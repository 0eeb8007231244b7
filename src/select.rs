//! Case selection: which catalog files a declared test runs against.
//!
//! The two strategies order their results differently. Single-file selection
//! keeps catalog order. Named-group selection keeps the order of the
//! requested names, since that order decides which file binds to which
//! parameter.

use crate::catalog::{KFile, KFilter};
use crate::errors::{HarnessError, Result};
use crate::metadata::TestMetadata;

/// Files chosen for one declared test.
#[derive(Debug, Clone, PartialEq, Eq)]
pub enum Selection {
    /// One case per file, in catalog order.
    SingleFile(Vec<KFile>),
    /// One case binding every file, in requested order.
    NamedGroup(Vec<KFile>),
    /// No expansion metadata; the test runs unexpanded.
    Unexpanded,
}

/// Catalog files accepted by `filter`, in catalog order.
///
/// Fails with [`HarnessError::NoFilesMatched`] when nothing is accepted.
pub fn select_single_file_cases(test: &str, catalog: &[KFile], filter: &KFilter) -> Result<Vec<KFile>> {
    let matched: Vec<KFile> = catalog.iter().filter(|kf| filter(kf)).cloned().collect();
    if matched.is_empty() {
        return Err(HarnessError::NoFilesMatched {
            test: test.to_string(),
        });
    }
    Ok(matched)
}

/// Resolves each requested base name among the catalog files accepted by
/// `group_filter`.
///
/// The first accepted file with a matching name wins. Fails with
/// [`HarnessError::NamedFileNotFound`] for the first name with no match.
pub fn select_named_group_cases(
    test: &str,
    catalog: &[KFile],
    filenames: &[String],
    group_filter: &KFilter,
) -> Result<Vec<KFile>> {
    let filtered: Vec<&KFile> = catalog.iter().filter(|kf| group_filter(kf)).collect();

    filenames
        .iter()
        .map(|filename| {
            filtered
                .iter()
                .find(|kf| kf.file_name() == Some(filename.as_str()))
                .map(|kf| (*kf).clone())
                .ok_or_else(|| HarnessError::NamedFileNotFound {
                    test: test.to_string(),
                    filename: filename.clone(),
                })
        })
        .collect()
}

/// Applies whichever mode `metadata` declares, single-file first.
pub fn select(test: &str, metadata: &TestMetadata, catalog: &[KFile]) -> Result<Selection> {
    if let Some(filter) = metadata.single_filter() {
        return select_single_file_cases(test, catalog, filter).map(Selection::SingleFile);
    }
    if metadata.use_named_group_tests() {
        if let Some(filter) = metadata.group_filter() {
            return select_named_group_cases(test, catalog, metadata.group_filenames(), filter)
                .map(Selection::NamedGroup);
        }
    }
    Ok(Selection::Unexpanded)
}

#[cfg(test)]
mod tests {
    use super::*;
    use crate::catalog::kfilter;

    fn files(paths: &[&str]) -> Vec<KFile> {
        paths.iter().map(KFile::new).collect()
    }

    fn names(files: &[KFile]) -> Vec<&str> {
        files.iter().filter_map(KFile::file_name).collect()
    }

    #[test]
    fn test_single_file_keeps_catalog_order() {
        let catalog = files(&["/p/a.k", "/p/b.k", "/p/c.k"]);
        let filter = kfilter(|kf| {
            kf.file_name()
                .is_some_and(|n| n.starts_with('b') || n.starts_with('c'))
        });
        let matched = select_single_file_cases("t", &catalog, &filter).unwrap();
        assert_eq!(names(&matched), vec!["b.k", "c.k"]);
    }

    #[test]
    fn test_single_file_empty_is_error() {
        let catalog = files(&["/p/a.k"]);
        let err = select_single_file_cases("t", &catalog, &kfilter(|_| false)).unwrap_err();
        assert!(matches!(err, HarnessError::NoFilesMatched { test } if test == "t"));
    }

    #[test]
    fn test_named_group_keeps_requested_order() {
        let catalog = files(&["/p/g/Y.k", "/p/g/X.k", "/p/other/X.k"]);
        let filter = kfilter(|kf| kf.has_component("g"));
        let requested = vec!["X.k".to_string(), "Y.k".to_string()];
        let matched = select_named_group_cases("t", &catalog, &requested, &filter).unwrap();
        assert_eq!(matched, files(&["/p/g/X.k", "/p/g/Y.k"]));
    }

    #[test]
    fn test_named_group_filter_applies_first() {
        let catalog = files(&["/p/other/Z.k", "/p/g/X.k"]);
        let filter = kfilter(|kf| kf.has_component("g"));
        let requested = vec!["X.k".to_string(), "Z.k".to_string()];
        let err = select_named_group_cases("t", &catalog, &requested, &filter).unwrap_err();
        assert!(matches!(err, HarnessError::NamedFileNotFound { filename, .. } if filename == "Z.k"));
    }
}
☆ ☆ ☆ ☆
■ **Exercise description**
All of the material above is to be repeated exactly.

■ **Completed task**
repository 0eeb8007231244b7
filename src/select.rs
//! Case selection: which catalog files a declared test runs against.
//!
//! The two strategies order their results differently. Single-file selection
//! keeps catalog order. Named-group selection keeps the order of the
//! requested names, since that order decides which file binds to which
//! parameter.

use crate::catalog::{KFile, KFilter};
use crate::errors::{HarnessError, Result};
use crate::metadata::TestMetadata;

/// Files chosen for one declared test.
#[derive(Debug, Clone, PartialEq, Eq)]
pub enum Selection {
    /// One case per file, in catalog order.
    SingleFile(Vec<KFile>),
    /// One case binding every file, in requested order.
    NamedGroup(Vec<KFile>),
    /// No expansion metadata; the test runs unexpanded.
    Unexpanded,
}

/// Catalog files accepted by `filter`, in catalog order.
///
/// Fails with [`HarnessError::NoFilesMatched`] when nothing is accepted.
pub fn select_single_file_cases(test: &str, catalog: &[KFile], filter: &KFilter) -> Result<Vec<KFile>> {
    let matched: Vec<KFile> = catalog.iter().filter(|kf| filter(kf)).cloned().collect();
    if matched.is_empty() {
        return Err(HarnessError::NoFilesMatched {
            test: test.to_string(),
        });
    }
    Ok(matched)
}

/// Resolves each requested base name among the catalog files accepted by
/// `group_filter`.
///
/// The first accepted file with a matching name wins. Fails with
/// [`HarnessError::NamedFileNotFound`] for the first name with no match.
pub fn select_named_group_cases(
    test: &str,
    catalog: &[KFile],
    filenames: &[String],
    group_filter: &KFilter,
) -> Result<Vec<KFile>> {
    let filtered: Vec<&KFile> = catalog.iter().filter(|kf| group_filter(kf)).collect();

    filenames
        .iter()
        .map(|filename| {
            filtered
                .iter()
                .find(|kf| kf.file_name() == Some(filename.as_str()))
                .map(|kf| (*kf).clone())
                .ok_or_else(|| HarnessError::NamedFileNotFound {
                    test: test.to_string(),
                    filename: filename.clone(),
                })
        })
        .collect()
}

/// Applies whichever mode `metadata` declares, single-file first.
pub fn select(test: &str, metadata: &TestMetadata, catalog: &[KFile]) -> Result<Selection> {
    if let Some(filter) = metadata.single_filter() {
        return select_single_file_cases(test, catalog, filter).map(Selection::SingleFile);
    }
    if metadata.use_named_group_tests() {
        if let Some(filter) = metadata.group_filter() {
            return select_named_group_cases(test, catalog, metadata.group_filenames(), filter)
                .map(Selection::NamedGroup);
        }
    }
    Ok(Selection::Unexpanded)
}

#[cfg(test)]
mod tests {
    use super::*;
    use crate::catalog::kfilter;

    fn files(paths: &[&str]) -> Vec<KFile> {
        paths.iter().map(KFile::new).collect()
    }

    fn names(files: &[KFile]) -> Vec<&str> {
        files.iter().filter_map(KFile::file_name).collect()
    }

    #[test]
    fn test_single_file_keeps_catalog_order() {
        let catalog = files(&["/p/a.k", "/p/b.k", "/p/c.k"]);
        let filter = kfilter(|kf| {
            kf.file_name()
                .is_some_and(|n| n.starts_with('b') || n.starts_with('c'))
        });
        let matched = select_single_file_cases("t", &catalog, &filter).unwrap();
        assert_eq!(names(&matched), vec!["b.k", "c.k"]);
    }

    #[test]
    fn test_single_file_empty_is_error() {
        let catalog = files(&["/p/a.k"]);
        let err = select_single_file_cases("t", &catalog, &kfilter(|_| false)).unwrap_err();
        assert!(matches!(err, HarnessError::NoFilesMatched { test } if test == "t"));
    }

    #[test]
    fn test_named_group_keeps_requested_order() {
        let catalog = files(&["/p/g/Y.k", "/p/g/X.k", "/p/other/X.k"]);
        let filter = kfilter(|kf| kf.has_component("g"));
        let requested = vec!["X.k".to_string(), "Y.k".to_string()];
        let matched = select_named_group_cases("t", &catalog, &requested, &filter).unwrap();
        assert_eq!(matched, files(&["/p/g/X.k", "/p/g/Y.k"]));
    }

    #[test]
    fn test_named_group_filter_applies_first() {
        let catalog = files(&["/p/other/Z.k", "/p/g/X.k"]);
        let filter = kfilter(|kf| kf.has_component("g"));
        let requested = vec!["X.k".to_string(), "Z.k".to_string()];
        let err = select_named_group_cases("t", &catalog, &requested, &filter).unwrap_err();
        assert!(matches!(err, HarnessError::NamedFileNotFound { filename, .. } if filename == "Z.k"));
    }
}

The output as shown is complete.